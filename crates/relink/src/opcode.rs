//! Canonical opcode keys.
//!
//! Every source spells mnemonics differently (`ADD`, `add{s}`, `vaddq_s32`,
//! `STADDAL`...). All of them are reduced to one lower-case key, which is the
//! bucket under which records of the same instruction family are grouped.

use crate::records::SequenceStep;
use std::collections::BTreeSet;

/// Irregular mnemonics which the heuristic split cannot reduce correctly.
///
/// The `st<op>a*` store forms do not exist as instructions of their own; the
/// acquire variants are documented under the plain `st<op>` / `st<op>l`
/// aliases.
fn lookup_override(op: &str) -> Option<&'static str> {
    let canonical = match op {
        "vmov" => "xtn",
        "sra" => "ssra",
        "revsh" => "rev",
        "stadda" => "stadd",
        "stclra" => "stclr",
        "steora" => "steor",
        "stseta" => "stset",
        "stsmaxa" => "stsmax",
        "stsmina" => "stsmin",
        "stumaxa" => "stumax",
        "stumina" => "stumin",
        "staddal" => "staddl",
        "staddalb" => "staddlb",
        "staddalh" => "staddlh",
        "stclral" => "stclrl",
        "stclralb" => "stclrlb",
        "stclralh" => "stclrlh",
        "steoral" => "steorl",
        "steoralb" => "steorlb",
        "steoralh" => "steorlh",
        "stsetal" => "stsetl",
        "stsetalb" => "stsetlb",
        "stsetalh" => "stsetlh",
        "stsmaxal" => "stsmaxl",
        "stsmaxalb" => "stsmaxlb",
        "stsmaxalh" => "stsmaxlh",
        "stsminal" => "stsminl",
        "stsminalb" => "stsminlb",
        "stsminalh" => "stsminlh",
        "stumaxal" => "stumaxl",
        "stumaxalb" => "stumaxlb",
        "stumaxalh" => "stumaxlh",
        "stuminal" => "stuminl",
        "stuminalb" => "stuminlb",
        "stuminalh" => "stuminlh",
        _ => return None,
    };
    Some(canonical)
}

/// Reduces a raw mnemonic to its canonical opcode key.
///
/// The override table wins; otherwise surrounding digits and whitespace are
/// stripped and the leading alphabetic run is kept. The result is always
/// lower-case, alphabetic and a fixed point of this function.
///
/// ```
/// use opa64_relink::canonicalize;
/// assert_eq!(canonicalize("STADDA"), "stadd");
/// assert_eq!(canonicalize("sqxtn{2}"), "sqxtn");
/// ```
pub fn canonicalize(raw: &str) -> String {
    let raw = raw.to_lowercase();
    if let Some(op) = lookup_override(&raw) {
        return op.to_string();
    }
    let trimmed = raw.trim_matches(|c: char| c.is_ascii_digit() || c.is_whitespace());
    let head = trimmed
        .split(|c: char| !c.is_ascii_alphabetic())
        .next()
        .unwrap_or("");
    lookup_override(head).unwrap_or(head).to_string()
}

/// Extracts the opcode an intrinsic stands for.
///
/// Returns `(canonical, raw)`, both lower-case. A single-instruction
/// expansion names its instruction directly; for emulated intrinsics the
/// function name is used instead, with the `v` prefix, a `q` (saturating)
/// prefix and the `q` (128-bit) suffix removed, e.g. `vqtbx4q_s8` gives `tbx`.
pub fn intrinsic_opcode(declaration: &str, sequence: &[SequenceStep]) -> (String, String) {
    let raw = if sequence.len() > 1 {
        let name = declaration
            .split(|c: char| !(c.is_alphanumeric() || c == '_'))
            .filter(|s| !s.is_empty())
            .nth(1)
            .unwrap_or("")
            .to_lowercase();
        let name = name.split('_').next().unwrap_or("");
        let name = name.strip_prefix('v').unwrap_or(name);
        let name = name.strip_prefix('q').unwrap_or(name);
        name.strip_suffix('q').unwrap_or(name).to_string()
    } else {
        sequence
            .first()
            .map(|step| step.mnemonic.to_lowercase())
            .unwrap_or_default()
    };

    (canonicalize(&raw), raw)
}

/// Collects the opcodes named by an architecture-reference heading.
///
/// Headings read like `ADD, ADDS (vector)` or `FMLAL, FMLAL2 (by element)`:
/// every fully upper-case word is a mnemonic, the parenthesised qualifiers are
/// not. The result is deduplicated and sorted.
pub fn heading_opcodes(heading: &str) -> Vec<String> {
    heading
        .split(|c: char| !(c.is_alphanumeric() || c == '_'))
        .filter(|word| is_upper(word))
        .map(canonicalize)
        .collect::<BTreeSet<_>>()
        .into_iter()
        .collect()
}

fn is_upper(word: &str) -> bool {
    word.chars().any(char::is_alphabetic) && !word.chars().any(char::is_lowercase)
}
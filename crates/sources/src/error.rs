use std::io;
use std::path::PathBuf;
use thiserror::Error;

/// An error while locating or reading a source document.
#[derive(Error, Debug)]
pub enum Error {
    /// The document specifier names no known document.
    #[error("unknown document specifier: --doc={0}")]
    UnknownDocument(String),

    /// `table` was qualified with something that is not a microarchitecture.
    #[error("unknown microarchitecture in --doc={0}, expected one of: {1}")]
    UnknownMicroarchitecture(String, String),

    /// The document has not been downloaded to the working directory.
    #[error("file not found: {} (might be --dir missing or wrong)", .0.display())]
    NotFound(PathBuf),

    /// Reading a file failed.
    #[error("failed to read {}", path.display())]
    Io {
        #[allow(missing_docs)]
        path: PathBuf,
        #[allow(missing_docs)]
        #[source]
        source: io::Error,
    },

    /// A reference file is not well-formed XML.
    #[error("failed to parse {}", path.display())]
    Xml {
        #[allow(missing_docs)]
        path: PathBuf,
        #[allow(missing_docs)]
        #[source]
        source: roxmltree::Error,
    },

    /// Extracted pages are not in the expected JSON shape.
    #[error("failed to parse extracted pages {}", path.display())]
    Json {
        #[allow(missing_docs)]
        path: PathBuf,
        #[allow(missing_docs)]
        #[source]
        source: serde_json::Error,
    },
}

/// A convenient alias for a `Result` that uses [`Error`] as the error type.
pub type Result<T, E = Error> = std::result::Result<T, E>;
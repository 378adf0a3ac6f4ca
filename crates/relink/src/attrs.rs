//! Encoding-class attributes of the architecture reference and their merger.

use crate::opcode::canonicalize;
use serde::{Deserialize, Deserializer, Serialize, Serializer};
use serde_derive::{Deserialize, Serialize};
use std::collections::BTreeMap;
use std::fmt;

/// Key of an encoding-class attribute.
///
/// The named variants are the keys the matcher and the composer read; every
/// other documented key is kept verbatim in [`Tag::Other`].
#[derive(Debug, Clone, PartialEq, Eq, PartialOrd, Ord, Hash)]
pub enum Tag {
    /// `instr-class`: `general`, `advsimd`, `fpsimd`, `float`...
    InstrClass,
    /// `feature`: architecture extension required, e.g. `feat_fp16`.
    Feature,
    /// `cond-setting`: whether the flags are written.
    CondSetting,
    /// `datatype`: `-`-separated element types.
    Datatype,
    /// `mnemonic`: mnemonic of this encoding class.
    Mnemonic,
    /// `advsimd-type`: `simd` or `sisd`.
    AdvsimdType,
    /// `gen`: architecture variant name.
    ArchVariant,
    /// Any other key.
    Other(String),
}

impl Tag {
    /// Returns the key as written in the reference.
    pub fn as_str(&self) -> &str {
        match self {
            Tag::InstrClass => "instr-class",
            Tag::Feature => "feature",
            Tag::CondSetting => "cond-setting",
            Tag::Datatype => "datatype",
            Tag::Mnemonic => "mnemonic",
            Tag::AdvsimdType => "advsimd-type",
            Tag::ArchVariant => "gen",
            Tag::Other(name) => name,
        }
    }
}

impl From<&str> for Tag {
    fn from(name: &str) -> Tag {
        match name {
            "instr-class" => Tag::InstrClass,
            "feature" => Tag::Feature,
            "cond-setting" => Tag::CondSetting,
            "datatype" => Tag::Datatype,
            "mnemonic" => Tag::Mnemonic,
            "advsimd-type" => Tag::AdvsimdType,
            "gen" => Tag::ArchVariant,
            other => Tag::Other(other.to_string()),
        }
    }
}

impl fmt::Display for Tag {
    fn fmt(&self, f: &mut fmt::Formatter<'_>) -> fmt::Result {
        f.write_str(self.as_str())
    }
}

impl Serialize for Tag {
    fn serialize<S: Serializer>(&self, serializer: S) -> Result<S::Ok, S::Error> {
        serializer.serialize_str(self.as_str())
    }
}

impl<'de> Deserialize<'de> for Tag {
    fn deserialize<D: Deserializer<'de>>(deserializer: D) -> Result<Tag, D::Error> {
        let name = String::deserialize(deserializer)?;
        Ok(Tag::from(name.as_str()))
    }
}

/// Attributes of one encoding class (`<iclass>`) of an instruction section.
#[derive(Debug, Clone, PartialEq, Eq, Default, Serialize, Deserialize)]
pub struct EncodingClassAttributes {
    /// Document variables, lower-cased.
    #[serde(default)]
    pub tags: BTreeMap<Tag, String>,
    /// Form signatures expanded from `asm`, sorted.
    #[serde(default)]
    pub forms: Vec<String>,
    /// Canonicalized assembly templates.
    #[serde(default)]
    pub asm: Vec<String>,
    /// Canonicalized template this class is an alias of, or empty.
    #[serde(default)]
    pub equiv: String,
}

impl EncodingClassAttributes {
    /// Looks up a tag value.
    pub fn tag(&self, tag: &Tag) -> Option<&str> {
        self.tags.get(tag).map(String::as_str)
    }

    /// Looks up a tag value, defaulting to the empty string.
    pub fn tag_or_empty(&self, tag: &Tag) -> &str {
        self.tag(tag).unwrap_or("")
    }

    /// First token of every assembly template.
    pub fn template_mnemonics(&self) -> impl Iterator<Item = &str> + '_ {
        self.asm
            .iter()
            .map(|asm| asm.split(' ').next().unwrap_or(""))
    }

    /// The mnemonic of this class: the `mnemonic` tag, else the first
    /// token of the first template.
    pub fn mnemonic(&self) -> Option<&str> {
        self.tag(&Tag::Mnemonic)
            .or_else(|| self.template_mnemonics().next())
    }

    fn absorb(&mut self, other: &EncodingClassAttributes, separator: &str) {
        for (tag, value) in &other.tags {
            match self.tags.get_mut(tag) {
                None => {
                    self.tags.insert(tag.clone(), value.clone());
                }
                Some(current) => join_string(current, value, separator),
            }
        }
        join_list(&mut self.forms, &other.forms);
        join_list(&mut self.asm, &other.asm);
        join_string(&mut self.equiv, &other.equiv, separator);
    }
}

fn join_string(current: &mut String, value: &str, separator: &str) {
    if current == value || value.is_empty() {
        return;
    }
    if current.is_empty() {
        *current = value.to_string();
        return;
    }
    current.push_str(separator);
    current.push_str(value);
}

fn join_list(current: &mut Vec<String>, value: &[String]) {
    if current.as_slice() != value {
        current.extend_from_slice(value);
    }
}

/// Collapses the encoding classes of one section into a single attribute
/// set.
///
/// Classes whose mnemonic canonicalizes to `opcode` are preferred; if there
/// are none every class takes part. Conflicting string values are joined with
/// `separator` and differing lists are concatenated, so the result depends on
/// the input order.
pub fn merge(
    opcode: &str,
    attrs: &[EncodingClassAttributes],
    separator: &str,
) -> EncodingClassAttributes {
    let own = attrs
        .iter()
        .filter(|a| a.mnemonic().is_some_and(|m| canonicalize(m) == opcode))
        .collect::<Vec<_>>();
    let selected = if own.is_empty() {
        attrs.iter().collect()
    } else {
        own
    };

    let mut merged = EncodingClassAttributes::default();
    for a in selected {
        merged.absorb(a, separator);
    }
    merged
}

Exercise objective: Each line from the start of the listing through the line with "use std::collections::BTreeSet;" is to be restated verbatim, both ends included.

Final answer:
filename crates/relink/src/opcode.rs
//! Canonical opcode keys.
//!
//! Every source spells mnemonics differently (`ADD`, `add{s}`, `vaddq_s32`,
//! `STADDAL`...). All of them are reduced to one lower-case key, which is the
//! bucket under which records of the same instruction family are grouped.

use crate::records::SequenceStep;
use std::collections::BTreeSet;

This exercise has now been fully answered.